An American Family

22. April - 21. Mai 2006
Screening & Konferenz: 22. - 23. April 2006

‘Television ate my family.’                                        Lance Loud


Anticipating the current deluge of ‘reality TV’ programming by three decades, producer Craig Gilbert’s innovative 1973 television series An American Family is a landmark of nonfiction film and marks a critical moment in postwar American culture. Drawing on numerous precedents in observational filmmaking — from Frederick Wiseman and Jean Rouch to Andy Warhol — the programme chronicles seven months in the lives of the Loud family of Santa Barbara, California.


The Louds were selected as an emblematic nuclear family pulled apart by the cultural shifts that marked America’s transition into the 1970s. Filmmakers Alan and Susan Raymond captured 300 hours of film that were edited to twelve one-hour episodes aired weekly on PBS.


From the first broadcast on 11 January 1973, the series quickly became a national media event viewed by millions. The ensuing depictions of divorce,

West Coast affluence, and open homosexuality provoked a fervent publicdebate about the nation’s value system, its attitudes towards family and sexuality, and about television’s role in depicting and constructing the American character. An American Family was among the first television series to transform ‘ordinary people’ into media celebrities.

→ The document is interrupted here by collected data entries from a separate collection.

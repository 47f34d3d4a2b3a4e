//! dpad: D-pad focus navigation for remote-controlled UIs.
//!
//! `core` is the engine; `tui` hosts it in a terminal.

pub mod core;
pub mod tui;

#[cfg(test)]
pub mod test_support;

While many public intellectuals condemned the series, it fascinated several prominent artists and academics, such as Dan Graham, John Cage, and anthropologist Margaret Mead, who claimed in a 1973 issue of TV Guide: "In An American Family nobody knew what was going to happen. The result is certainly not fiction, nor is it the conventional TV documentary (...) It is a new kind of art form. It is, I believe, as new and as significant as the invention of drama or the novel — a new way in which people can learn to look at life by seeing the real life of others interpreted by the camera."